WRIGHT, Silas, was born at Amherst, Mass., May 24, 1795, and died at Canton, N. Y., Aug. 27, 1847. He was graduated at Middlebury college in 1815, was admitted to the bar in 1819, and almost immediately entered politics as a democrat. He served as surrogate of Rockland county 1821-4, as state senator 1824-7, as congressman 1827-9, as state comptroller 1829-33, as United States senator 1833-44, and governor 1844-6. About 1824 his ability had made him a leading member of the "Albany regency" (see that title), which controlled the state democratic party; and he held his place in it until his death. Van Buren's failure to receive the democratic nomination for the presidency in 1844 placed the regency in an attitude of armed neutrality toward the incoming administration of Polk; and, when this state of things had developed into open war in 1846. Wright was defeated for re-election as governor by the refusal of administration democrats to vote.
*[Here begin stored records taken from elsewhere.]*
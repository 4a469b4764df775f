//! Configuration file.
//!
//! ```toml
//! [[connections]]
//! identifier = "people"
//! host = "ldap.example.com"
//! base_dn = "ou=people,o=example"
//! username = "cn=reader,o=example"
//! password = "secret"
//! encryption = "simple_tls"
//! cache_ttl = 300
//!
//! [cache]
//! host = "redis.example.com"
//!
//! [user_attribute_provider]
//! connection = "people"
//!
//! [[user_attribute_provider.attributes]]
//! name = "email"
//! ldap_attribute = "mail"
//!
//! [fixtures]
//! demo = "people.json"
//! ```

use std::collections::BTreeMap;
use std::path::{Path, PathBuf};

use relay_authz::UserAttributeConfig;
use relay_cache_redis::RedisConfig;
use relay_ldap::{ConnectionConfig, LdapEntry};
use serde::{Deserialize, Serialize};

use crate::error::ConfigError;

/// Default configuration path.
pub const DEFAULT_CONFIG_PATH: &str = "relay-ldap.toml";

/// Contents of the configuration file.
#[derive(Debug, Clone, Default, Serialize, Deserialize)]
pub struct RelayConfig {
    /// Directory connections.
    #[serde(default)]
    pub connections: Vec<ConnectionConfig>,

    /// Shared Redis query cache; without it caching connections use an
    /// in-process cache.
    #[serde(default)]
    pub cache: Option<RedisConfig>,

    /// User attribute provider.
    #[serde(default)]
    pub user_attribute_provider: Option<UserAttributeConfig>,

    /// JSON entry files served in place of a directory server, by
    /// connection identifier. Relative paths resolve against the config
    /// file's directory.
    #[serde(default)]
    pub fixtures: BTreeMap<String, PathBuf>,
}

impl RelayConfig {
    /// Loads and validates the file at `path`.
    ///
    /// ## Errors
    ///
    /// Returns an error if the file cannot be read or parsed, or if a
    /// record is invalid.
    pub fn load(path: &Path) -> Result<Self, ConfigError> {
        let content = std::fs::read_to_string(path).map_err(|source| ConfigError::Io {
            path: path.to_path_buf(),
            source,
        })?;
        let mut config = Self::parse(&content).map_err(|source| ConfigError::Parse {
            path: path.to_path_buf(),
            source,
        })?;

        if let Some(dir) = path.parent() {
            for fixture in config.fixtures.values_mut() {
                if fixture.is_relative() {
                    *fixture = dir.join(&*fixture);
                }
            }
        }

        config.validate()?;
        Ok(config)
    }

    /// Parses TOML text.
    ///
    /// ## Errors
    ///
    /// Returns the TOML error.
    pub fn parse(content: &str) -> Result<Self, toml::de::Error> {
        toml::from_str(content)
    }

    /// Validates every record.
    ///
    /// ## Errors
    ///
    /// Returns the first invalid record's error.
    pub fn validate(&self) -> Result<(), ConfigError> {
        for connection in &self.connections {
            connection.validate()?;
        }
        if let Some(provider) = &self.user_attribute_provider {
            provider.validate()?;
        }
        Ok(())
    }

    /// Reads the fixture entries of `identifier`, if one is configured.
    ///
    /// ## Errors
    ///
    /// Returns an error if the fixture cannot be read or decoded.
    pub fn fixture_entries(&self, identifier: &str) -> Result<Option<Vec<LdapEntry>>, ConfigError> {
        let Some(path) = self.fixtures.get(identifier) else {
            return Ok(None);
        };
        let content = std::fs::read_to_string(path).map_err(|source| ConfigError::Io {
            path: path.clone(),
            source,
        })?;
        serde_json::from_str(&content)
            .map(Some)
            .map_err(|source| ConfigError::Fixture {
                path: path.clone(),
                source,
            })
    }
}

/// Output format.
#[derive(Debug, Clone, Copy, Default, PartialEq, Eq, clap::ValueEnum)]
pub enum OutputFormat {
    /// Human-readable table format.
    #[default]
    Table,
    /// JSON format.
    Json,
    /// YAML-like format.
    Yaml,
    /// Quiet (minimal output).
    Quiet,
}

#[cfg(test)]
mod tests {
    use super::*;
    use relay_ldap::Encryption;

    #[test]
    fn parses_full_file() {
        let config = RelayConfig::parse(
            r#"
            [[connections]]
            identifier = "people"
            host = "ldap.example.com"
            base_dn = "ou=people,o=example"
            encryption = "simple_tls"
            cache_ttl = 300
            required_attributes = ["mail"]

            [[connections]]
            identifier = "staff"
            host = "ad.example.com"
            base_dn = "o=staff"

            [cache]
            host = "redis"

            [user_attribute_provider]
            connection = "people"

            [[user_attribute_provider.attributes]]
            name = "email"
            ldap_attribute = "mail"
            "#,
        )
        .unwrap();

        assert_eq!(config.connections.len(), 2);
        let people = &config.connections[0];
        assert_eq!(people.encryption, Encryption::SimpleTls);
        assert_eq!(people.transport().port, 636);
        assert_eq!(people.required_attributes, vec!["mail"]);

        let staff = &config.connections[1];
        assert_eq!(staff.encryption, Encryption::StartTls);
        assert_eq!(staff.object_class, "person");
        assert_eq!(staff.sort_limit, 10_000);

        assert_eq!(config.cache.as_ref().map(|c| c.host.as_str()), Some("redis"));
        assert_eq!(
            config
                .user_attribute_provider
                .as_ref()
                .map(|p| p.identifier_attribute.as_str()),
            Some("cn")
        );
        assert!(config.validate().is_ok());
    }

    #[test]
    fn empty_file_is_valid() {
        let config = RelayConfig::parse("").unwrap();
        assert!(config.connections.is_empty());
        assert!(config.cache.is_none());
    }

    #[test]
    fn invalid_records_are_rejected() {
        let config = RelayConfig::parse(
            r#"
            [[connections]]
            identifier = "people"
            host = ""
            base_dn = "o=x"
            "#,
        )
        .unwrap();
        assert!(matches!(config.validate(), Err(ConfigError::Ldap(_))));
    }
}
His death soon afterward added to the bitterness of feeling between his followers and their opponents, and the state party in 1848 made the conflict national. (See BARNBURNERS; HUNKERS; FREE-SOIL PARTY; NEW YORK; DEMOCRATIC PARTY, IV.)

III.322.2

—See Hammond's Life and Times of Wright; Jenkins' Life of Wright; Jenkins' Governors of New York, 722; 12 Democratic Review, 198, and 19 ib., 849 (with portraits); Gillet's Democracy in the United States, 176; 2 Benton's Thirty Years' View, 700.

ALEXANDER JOHNSTON.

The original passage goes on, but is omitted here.